Adobe’s Lightroom is unquestionably the leading professional photo-workflow software. The one question is, which Lightroom should you use? The photo software is now available as two separate applications: the consumer-targeted Lightroom and Lightroom Classic, reviewed here. Lightroom Classic offers professional photographers a powerful way to import, organize, and correct everything they shoot. The June 2021 update adds a lot of pro presets, Super Resolution upscaling, Apple Silicon M1 support, and live view for Nikon tethering. Other recent updates include local hue adjustments, a Texture slider, and the Enhance Details tool, along with interface tweaks and performance speedups. The program earns a rare five-star rating and a PCMag Editors’ Choice award.
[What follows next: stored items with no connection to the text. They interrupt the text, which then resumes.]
// Copyright (c) 2025 Soumyadip Sarkar.
// All rights reserved.
//
// This source code is licensed under the license found in the
// LICENSE file in the root directory of this source tree.

use anyhow::{Result, anyhow};
use rusqlite::Connection;
use rust_decimal::Decimal;
use serde_json::json;

use crate::billing::ledger;
use crate::billing::settlement::{self, FinalReading, SettlementRequest};
use crate::models::{LineItem, MeterKind, SettlementOutcome};
use crate::utils::{
    arg, fmt_money, maybe_print_json, opt_decimal, parse_adjustment, parse_date, parse_decimal,
    parse_id, room_label,
};

use super::invoices::print_lines;

fn request_from_args(sub: &clap::ArgMatches) -> Result<SettlementRequest> {
    let adjustments = sub
        .get_many::<String>("adjust")
        .map(|vals| vals.map(|s| parse_adjustment(s)).collect::<Result<Vec<_>>>())
        .transpose()?
        .unwrap_or_default();
    Ok(SettlementRequest {
        termination_date: parse_date(arg(sub, "date")?)?,
        final_readings: vec![
            FinalReading {
                kind: MeterKind::Water,
                current: parse_decimal(arg(sub, "water")?)?,
                previous: opt_decimal(sub, "water-previous")?,
            },
            FinalReading {
                kind: MeterKind::Electricity,
                current: parse_decimal(arg(sub, "electricity")?)?,
                previous: opt_decimal(sub, "electricity-previous")?,
            },
        ],
        adjustments,
    })
}

fn outcome_line(net: Decimal) -> String {
    if net > Decimal::ZERO {
        format!("Tenant owes {}", fmt_money(&net))
    } else if net < Decimal::ZERO {
        format!("Refund due to tenant: {}", fmt_money(&-net))
    } else {
        "Settled even".to_string()
    }
}

fn print_settlement(header: &str, gross: Decimal, held: Decimal, net: Decimal, lines: &[LineItem]) {
    println!("{}", header);
    print_lines(lines);
    println!("Gross charges: {}", fmt_money(&gross));
    println!("Held funds:    {}", fmt_money(&held));
    println!("Net:           {}", fmt_money(&net));
    println!("{}", outcome_line(net));
}

pub fn handle(conn: &mut Connection, m: &clap::ArgMatches) -> Result<()> {
    match m.subcommand() {
        Some(("run", sub)) => {
            let contract_id = parse_id(arg(sub, "contract")?)?;
            let req = request_from_args(sub)?;
            let s = settlement::compute_settlement(conn, contract_id, &req)?;
            let header = format!(
                "Settlement #{} for contract #{} ({}) on {}",
                s.id,
                s.contract_id,
                room_label(conn, s.room_id)?,
                s.settled_on
            );
            print_settlement(&header, s.gross_charges, s.held_funds, s.net_amount, &s.lines);
        }
        Some(("preview", sub)) => {
            let contract_id = parse_id(arg(sub, "contract")?)?;
            let req = request_from_args(sub)?;
            let s = settlement::preview_settlement(conn, contract_id, &req)?;
            let payload = json!({
                "contract_id": s.contract_id,
                "room_id": s.room_id,
                "settled_on": s.settled_on,
                "gross_charges": s.gross_charges,
                "held_funds": s.held_funds,
                "net_amount": s.net_amount,
                "lines": s.lines,
            });
            if maybe_print_json(sub.get_flag("json"), sub.get_flag("jsonl"), &payload)? {
                return Ok(());
            }
            let header = format!(
                "Preview for contract #{} ({}) on {} (nothing saved)",
                s.contract_id,
                room_label(conn, s.room_id)?,
                s.settled_on
            );
            print_settlement(&header, s.gross_charges, s.held_funds, s.net_amount, &s.lines);
        }
        Some(("show", sub)) => {
            let s = match (sub.get_one::<String>("id"), sub.get_one::<String>("contract")) {
                (Some(id), _) => ledger::get_settlement(conn, parse_id(id)?)?,
                (None, Some(c)) => {
                    let contract_id = parse_id(c)?;
                    ledger::settlement_for_contract(conn, contract_id)?
                        .ok_or_else(|| anyhow!("Contract {} has no settlement", contract_id))?
                }
                (None, None) => return Err(anyhow!("Pass --id or --contract")),
            };
            if maybe_print_json(sub.get_flag("json"), sub.get_flag("jsonl"), &s)? {
                return Ok(());
            }
            let header = format!(
                "Settlement #{} for contract #{} ({}) on {} [{}]",
                s.id,
                s.contract_id,
                room_label(conn, s.room_id)?,
                s.settled_on,
                match s.outcome() {
                    SettlementOutcome::TenantOwes => "tenant owes",
                    SettlementOutcome::RefundDue => "refund due",
                    SettlementOutcome::Even => "even",
                }
            );
            print_settlement(&header, s.gross_charges, s.held_funds, s.net_amount, &s.lines);
        }
        _ => {}
    }
    Ok(())
}
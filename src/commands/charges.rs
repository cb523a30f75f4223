// Copyright (c) 2025 Soumyadip Sarkar.
// All rights reserved.
//
// This source code is licensed under the license found in the
// LICENSE file in the root directory of this source tree.

use anyhow::Result;
use rusqlite::Connection;
use rust_decimal::Decimal;

use crate::billing::charges;
use crate::models::{LineDraft, LineKind};
use crate::utils::{
    arg, maybe_print_json, opt_decimal, parse_cycle, parse_decimal, pretty_table, room_from_args,
    room_label,
};

/// `--kind --description --amount [--quantity]` as a line draft.
pub fn draft_from_args(sub: &clap::ArgMatches) -> Result<LineDraft> {
    let kind: LineKind = arg(sub, "kind")?.parse()?;
    Ok(LineDraft::new(
        kind,
        arg(sub, "description")?,
        opt_decimal(sub, "quantity")?.unwrap_or(Decimal::ONE),
        parse_decimal(arg(sub, "amount")?)?,
    ))
}

pub fn handle(conn: &Connection, m: &clap::ArgMatches) -> Result<()> {
    match m.subcommand() {
        Some(("add", sub)) => {
            let room_id = room_from_args(conn, sub)?;
            let cycle = parse_cycle(arg(sub, "cycle")?)?;
            let draft = draft_from_args(sub)?;
            let id = charges::add_charge(conn, room_id, cycle, &draft)?;
            println!(
                "Queued charge #{} '{}' for {} from {}",
                id,
                draft.description,
                room_label(conn, room_id)?,
                cycle
            );
        }
        Some(("list", sub)) => {
            let open = charges::all_open_charges(conn)?;
            if maybe_print_json(sub.get_flag("json"), sub.get_flag("jsonl"), &open)? {
                return Ok(());
            }
            let mut data = Vec::new();
            for c in &open {
                data.push(vec![
                    c.id.to_string(),
                    room_label(conn, c.room_id)?,
                    c.cycle.to_string(),
                    c.line.kind.to_string(),
                    c.line.description.clone(),
                    c.line.quantity.to_string(),
                    c.line.unit_price.to_string(),
                ]);
            }
            println!(
                "{}",
                pretty_table(
                    &["Id", "Room", "From cycle", "Kind", "Description", "Qty", "Unit price"],
                    data
                )
            );
        }
        _ => {}
    }
    Ok(())
}
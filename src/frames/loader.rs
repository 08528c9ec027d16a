//! Background frame decoding.
//!
//! Decoding a few hundred PNGs takes long enough to stall a render thread,
//! so the loader runs on its own thread and delivers results over a
//! channel. The owner drains deliveries between ticks with
//! [`poll`](FrameLoader::poll); [`stop`](FrameLoader::stop) (or dropping
//! the loader) cancels decoding and guarantees nothing further lands in a
//! store.

use std::sync::atomic::{AtomicBool, Ordering};
use std::sync::mpsc::{self, Receiver};
use std::sync::Arc;
use std::thread::JoinHandle;

use super::sequence::{FrameImage, FrameSlot, FrameSource, FrameStore};
use crate::error::CremaError;

/// One delivery from the decode thread.
struct Delivery {
    index: usize,
    slot: FrameSlot,
}

/// Decodes a frame sequence on a background thread.
pub struct FrameLoader {
    rx: Receiver<Delivery>,
    cancel: Arc<AtomicBool>,
    handle: Option<JoinHandle<()>>,
    stopped: bool,
}

impl FrameLoader {
    /// Spawn a decode thread for every frame in `source`.
    ///
    /// Frames are decoded in index order, first frame first, so the
    /// player's first-frame gate opens as early as possible. A frame that
    /// fails to decode is delivered as [`FrameSlot::Failed`] and skipped
    /// at draw time; it is not retried.
    pub fn spawn(source: FrameSource) -> Result<Self, CremaError> {
        let (tx, rx) = mpsc::channel();
        let cancel = Arc::new(AtomicBool::new(false));
        let cancel_flag = Arc::clone(&cancel);
        let handle = std::thread::Builder::new()
            .name(String::from("crema-frame-loader"))
            .spawn(move || {
                for index in 0..source.count() {
                    if cancel_flag.load(Ordering::Relaxed) {
                        return;
                    }
                    let slot = match decode_frame(&source, index) {
                        Ok(image) => FrameSlot::Ready(image),
                        Err(e) => {
                            log::debug!("frame {index} skipped: {e}");
                            FrameSlot::Failed
                        }
                    };
                    if tx.send(Delivery { index, slot }).is_err() {
                        // Receiver gone; nothing left to deliver to.
                        return;
                    }
                }
            })
            .map_err(CremaError::ThreadSpawn)?;
        Ok(Self {
            rx,
            cancel,
            handle: Some(handle),
            stopped: false,
        })
    }

    /// Drain pending deliveries into `store`. Returns how many landed.
    ///
    /// After [`stop`](Self::stop) this never touches the store again.
    pub fn poll(&mut self, store: &mut FrameStore) -> usize {
        if self.stopped {
            return 0;
        }
        let mut applied = 0;
        while let Ok(delivery) = self.rx.try_recv() {
            store.set(delivery.index, delivery.slot);
            applied += 1;
        }
        applied
    }

    /// Cancel decoding and join the worker thread.
    ///
    /// Undelivered results are discarded, so no store mutation can be
    /// observed after this returns. Idempotent.
    pub fn stop(&mut self) {
        if self.stopped {
            return;
        }
        self.stopped = true;
        self.cancel.store(true, Ordering::Relaxed);
        if let Some(handle) = self.handle.take() {
            if handle.join().is_err() {
                log::warn!("frame loader thread panicked during shutdown");
            }
        }
        while self.rx.try_recv().is_ok() {}
    }
}

impl Drop for FrameLoader {
    fn drop(&mut self) {
        self.stop();
    }
}

fn decode_frame(
    source: &FrameSource,
    index: usize,
) -> Result<FrameImage, CremaError> {
    let path = source.path(index);
    let decoded = image::open(&path).map_err(|e| {
        CremaError::FrameDecode(format!("{}: {e}", path.display()))
    })?;
    let rgba = decoded.into_rgba8();
    let (width, height) = rgba.dimensions();
    FrameImage::new(width, height, rgba.into_raw())
}

#[cfg(test)]
mod tests {
    use std::path::PathBuf;
    use std::time::Duration;

    use super::*;

    fn scratch_dir(tag: &str) -> PathBuf {
        let dir = std::env::temp_dir()
            .join(format!("crema-loader-{tag}-{}", std::process::id()));
        let _ = std::fs::create_dir_all(&dir);
        dir
    }

    fn drain_until(
        loader: &mut FrameLoader,
        store: &mut FrameStore,
        expected: usize,
    ) {
        // Worker threads are fast but not instant; bounded wait.
        let mut applied = 0;
        for _ in 0..200 {
            applied += loader.poll(store);
            if applied >= expected {
                return;
            }
            std::thread::sleep(Duration::from_millis(5));
        }
        assert!(applied >= expected, "loader delivered {applied}/{expected}");
    }

    #[test]
    fn missing_files_settle_as_failed() {
        let source =
            FrameSource::new("/nonexistent/crema-frames", "png", 3, 3);
        let mut store = FrameStore::new(3);
        let Ok(mut loader) = FrameLoader::spawn(source) else {
            unreachable!("loader thread must spawn");
        };
        drain_until(&mut loader, &mut store, 3);

        assert!(store.first_settled());
        assert_eq!(store.ready_count(), 0);
        assert_eq!(store.slot(2), Some(&FrameSlot::Failed));
    }

    #[test]
    fn decodes_real_frames_in_order() {
        let dir = scratch_dir("decode");
        let img = image::RgbaImage::from_pixel(
            4,
            2,
            image::Rgba([10, 20, 30, 255]),
        );
        for name in ["001.png", "002.png"] {
            let Ok(()) = img.save(dir.join(name)) else {
                unreachable!("fixture frame must encode");
            };
        }

        let source = FrameSource::new(&dir, "png", 3, 2);
        let mut store = FrameStore::new(2);
        let Ok(mut loader) = FrameLoader::spawn(source) else {
            unreachable!("loader thread must spawn");
        };
        drain_until(&mut loader, &mut store, 2);

        assert_eq!(store.ready_count(), 2);
        let Some(frame) = store.image(0) else {
            unreachable!("first frame must be ready");
        };
        assert_eq!(frame.size(), (4, 2));
        let _ = std::fs::remove_dir_all(&dir);
    }

    #[test]
    fn stop_prevents_any_further_delivery() {
        let source =
            FrameSource::new("/nonexistent/crema-frames", "png", 3, 50);
        let mut store = FrameStore::new(50);
        let Ok(mut loader) = FrameLoader::spawn(source) else {
            unreachable!("loader thread must spawn");
        };
        loader.stop();

        // Whatever the worker managed to send before cancellation was
        // discarded; the store must stay untouched forever after.
        assert_eq!(loader.poll(&mut store), 0);
        std::thread::sleep(Duration::from_millis(20));
        assert_eq!(loader.poll(&mut store), 0);
        assert!(!store.first_settled());
        assert_eq!(store.ready_count(), 0);
    }
}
Though there are excellent competing products such as ACDSee Pro, CyberLink’s PhotoDirector, DxO’s PhotoLab, and Phase One’s Capture One, none equal Lightroom Classic’s combination of smooth workflow interface, organizers, and adjustment tools. HDR tools and panorama-stitching tools, improved performance, face recognition, a mobile app, and cloud integrations are also at your disposal, along with top-notch lighting, color, geometry, and lens-profile based corrections.

A Tale of Two Lightrooms

With the release of the rethought Lightroom, the program photo pros have come to know and love got a younger, and frankly, still fairly immature sibling. Lightroom does offer simpler, cleaner interface, but it lacks some expected tools—including the ability to print and plug-in support. Pros will want to stick with the subject of this review, Lightroom Classic, the true heir to the Lightroom throne that offers every bit of the franchise’s functionality. Lightroom, on the other hand, is more suited to consumers and enthusiasts who want everything available from the cloud—since the newer program requires you to upload all images to its cloud storage before you can edit.

Setup and Pricing Options

A Creative Cloud Photography subscription (which costs $9.99 per month) gets you not only Lightroom Classic, but also the full version of Adobe Photoshop (which alone used to cost up to $999), along with 20GB of online storage. Adobe no longer offers Lightroom as a one-time purchase, and no longer updates pre-Creative Cloud versions—if you see one for sale (the last perpetual license was for version 6), run the other way, since you’ll be paying for obsolete software that won’t support recent camera models.

To install Lightroom, you need an up-to-date OS, as it only runs on Windows 10 (Version 1903 or later), or on macOS 10.14 or later. It now runs on Apple Silicon M1-based Macs, but not on Windows 10 on ARM, though Lightroom (non-Classic) does. The Windows version requires 64-bit operating system versions.